Abul Mogard – In Immobile Air (Ecstatic, 2021)

 

There’s a few common ways to visualise the passage of time, the most popular perhaps being one of a string or thread, a 1-dimensional continuum constantly unravelling and despooling itself with no perceivable end. This may be the neatest way when talking about time in a general sense, but for beings dictated by the rotation of the Earth and the librations of celestial spheres, I prefer the image of waves or tides instead.

We break our lives, our time, down into discrete quanta: days and nights, weeks, months and years, each tick-over a sloshing wave breaking on the shores of consciousness. And there is comfort in this feeling, of the sense that time is actually passing, punctuated as it is by the regularity of light and dark, the waxing and waning of daylight hours, the predictability of the next wave arriving following the sunset.

There have been many times in this last year, however, that our collective sense of time’s passing seems to have failed us. The days go by with such monotony that, though we are aware that one has passed and another begins, one cannot be discerned from the other. “Blursday” was coined in our house, gently (sadly) joking on the feeling that each day smears into the rest, unable to be told apart.
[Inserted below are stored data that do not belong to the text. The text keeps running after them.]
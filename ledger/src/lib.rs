//! Ledger client adapter for the ArtChain backend.
//!
//! The ledger node exposes the artwork-validation contracts over JSON-RPC.
//! This crate owns the transport ([`rpc::JsonRpcClient`]), the
//! confirmation-depth policy, the polymorphic [`LedgerAdapter`] trait, its
//! Legacy and Extended implementations, and the startup readiness probe that
//! picks between them.

pub mod adapter;
pub(crate) mod contract;
pub mod error;
pub mod extended;
pub mod legacy;
pub mod probe;
pub mod rpc;
pub mod wire;

pub use adapter::{ArtworkSubmission, ContentRefs, LedgerAdapter};
pub use error::{LedgerError, ALREADY_VOTED_REASON};
pub use extended::ExtendedLedger;
pub use legacy::LegacyLedger;
pub use probe::select_adapter;
pub use rpc::{ConfirmationPolicy, JsonRpcClient};
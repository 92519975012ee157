//! Content fingerprint type — the primary key for artworks on the ledger
//! and in the cache.

use serde::{de, Deserialize, Deserializer, Serialize, Serializer};
use std::fmt;
use std::str::FromStr;

use crate::TypeError;

/// A 32-byte content fingerprint.
///
/// Rendered as a `0x`-prefixed lowercase hex string everywhere it crosses a
/// serialization boundary (ledger wire, cache keys stay raw bytes).
#[derive(Clone, Copy, PartialEq, Eq, Hash, PartialOrd, Ord)]
pub struct ContentId([u8; 32]);

impl ContentId {
    pub const ZERO: Self = Self([0u8; 32]);

    pub fn new(bytes: [u8; 32]) -> Self {
        Self(bytes)
    }

    pub fn as_bytes(&self) -> &[u8; 32] {
        &self.0
    }

    pub fn is_zero(&self) -> bool {
        self.0 == [0u8; 32]
    }

    /// Parse from a hex string, with or without the `0x` prefix.
    pub fn from_hex(s: &str) -> Result<Self, TypeError> {
        let stripped = s.strip_prefix("0x").unwrap_or(s);
        if stripped.len() != 64 {
            return Err(TypeError::InvalidContentId(format!(
                "expected 64 hex characters, got {}",
                stripped.len()
            )));
        }
        let raw = hex::decode(stripped)
            .map_err(|e| TypeError::InvalidContentId(format!("invalid hex: {e}")))?;
        let mut bytes = [0u8; 32];
        bytes.copy_from_slice(&raw);
        Ok(Self(bytes))
    }
}

impl fmt::Display for ContentId {
    fn fmt(&self, f: &mut fmt::Formatter<'_>) -> fmt::Result {
        write!(f, "0x{}", hex::encode(self.0))
    }
}

impl fmt::Debug for ContentId {
    fn fmt(&self, f: &mut fmt::Formatter<'_>) -> fmt::Result {
        write!(f, "ContentId(0x{}…)", hex::encode(&self.0[..4]))
    }
}

impl FromStr for ContentId {
    type Err = TypeError;

    fn from_str(s: &str) -> Result<Self, Self::Err> {
        Self::from_hex(s)
    }
}

impl Serialize for ContentId {
    fn serialize<S: Serializer>(&self, serializer: S) -> Result<S::Ok, S::Error> {
        serializer.serialize_str(&self.to_string())
    }
}

impl<'de> Deserialize<'de> for ContentId {
    fn deserialize<D: Deserializer<'de>>(deserializer: D) -> Result<Self, D::Error> {
        let s = String::deserialize(deserializer)?;
        Self::from_hex(&s).map_err(de::Error::custom)
    }
}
It is the feeling of being in limbo, of knowing that time is advancing and yet remaining static, that has defined coronavirus, and Mogard’s In Immobile Air. There is a trail of idiosyncratic sound run through the record, most particularly in the opening title track and in penultimate “Sand”, whereby familiar piano strokes reappear laden with a heavy sense of melancholia, enfolded by the soft embrace of fuzzy drones. Though there is difference, there is change, subtle as it might seem. The opener finds itself fraying out into bleak reverberation, mushing into bleached tones, whilst “Sand” is far less obfuscated and brighter, albeit dry and stolid.

The piano or synth is seldom heard clearly elsewhere, though the suggestion of recognisable musical form does of course creep in elsewhere. Elongate and elegant closer “On A Shattered Shell Beach” pulsates in soft, gentle synth insistences, echoing the oceanic oscillations of its predecessors. Its slowly throbbing realm is one of constant motion but no clear evolution, no perceivable change occurring in the cycles between waves. Just the distant fuzz of a billion grains of sand rolling in the wind, the particular swash of particulate churned and dragged in the surf, signifiers and suggesters of motion.
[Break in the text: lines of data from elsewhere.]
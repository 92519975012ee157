//! Orchestrator error taxonomy.
//!
//! Write-path errors are never downgraded to a default result; each variant
//! carries a stable machine-readable code for API callers alongside the
//! human-readable display.

use thiserror::Error;

use artchain_ledger::LedgerError;
use artchain_types::ContentId;

#[derive(Debug, Error)]
pub enum OrchestratorError {
    /// Ledger unreachable or answering garbage. Fatal for the request, not
    /// the process; the caller should retry later.
    #[error("ledger unavailable: {0}")]
    LedgerUnavailable(String),

    /// The ledger refused the transaction; reason is verbatim from the
    /// ledger. Not retried automatically.
    #[error("ledger rejected: {reason}")]
    LedgerRejected { reason: String },

    /// Duplicate vote from the same validator identity. Recoverable; other
    /// validators are unaffected and the record is unchanged.
    #[error("validator has already voted on this artwork")]
    AlreadyVoted,

    /// Broadcast but unconfirmed within the policy window.
    #[error("transaction {tx_hash} unconfirmed after {waited_secs}s")]
    ConfirmationTimeout { tx_hash: String, waited_secs: u64 },

    /// The ledger write succeeded but the cache upsert did not — the cache
    /// now lags the ledger and will not self-heal without a re-sync pass, so
    /// this is reported distinctly rather than swallowed as success.
    #[error("cache reconciliation failed for {content_id}: {source_msg}")]
    Reconciliation {
        content_id: ContentId,
        source_msg: String,
    },

    /// Rejected before any ledger interaction.
    #[error("malformed input: {0}")]
    MalformedInput(String),
}

impl OrchestratorError {
    /// Stable machine-readable code for API responses.
    pub fn code(&self) -> &'static str {
        match self {
            OrchestratorError::LedgerUnavailable(_) => "LEDGER_UNAVAILABLE",
            OrchestratorError::LedgerRejected { .. } => "LEDGER_REJECTED",
            OrchestratorError::AlreadyVoted => "ALREADY_VOTED",
            OrchestratorError::ConfirmationTimeout { .. } => "CONFIRMATION_TIMEOUT",
            OrchestratorError::Reconciliation { .. } => "RECONCILIATION_FAILURE",
            OrchestratorError::MalformedInput(_) => "MALFORMED_INPUT",
        }
    }
}

impl From<LedgerError> for OrchestratorError {
    fn from(e: LedgerError) -> Self {
        match e {
            LedgerError::Unavailable(msg) => OrchestratorError::LedgerUnavailable(msg),
            LedgerError::InvalidResponse(msg) => OrchestratorError::LedgerUnavailable(msg),
            LedgerError::Rejected { reason } => OrchestratorError::LedgerRejected { reason },
            LedgerError::AlreadyVoted => OrchestratorError::AlreadyVoted,
            LedgerError::ConfirmationTimeout {
                tx_hash,
                waited_secs,
            } => OrchestratorError::ConfirmationTimeout {
                tx_hash,
                waited_secs,
            },
            LedgerError::Unsupported(variant) => OrchestratorError::LedgerRejected {
                reason: format!("operation not supported by the {variant} contract"),
            },
        }
    }
}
Or take the bleaker motions of interior “Black Dust”, whose tempered drone waves creep in crescendo, crashing in carefully metered energy with deep bassy cores and diffuse, noisy extremities. It sounds like a more cerebral offcut of Dan Avery and Alessandro Cortini’s Illusion of Time than it does an Abul Mogard release, but its laboured tidal realm fits perfectly within the almost tortuously static confines of the work.

I’ve said of a few records in the past 12 months that I’ve felt they captured the feeling of lockdown life, but for most of those it’s the darkness, the anxiety of the headspace surrounding the pandemic that they bottled; in this LP it is the distinct flatness of its profile, the transition from wavey-time to string-time that is shown. It’s something I’m sure many of us are familiar with by now and, like me, are probably wishing its imminent end.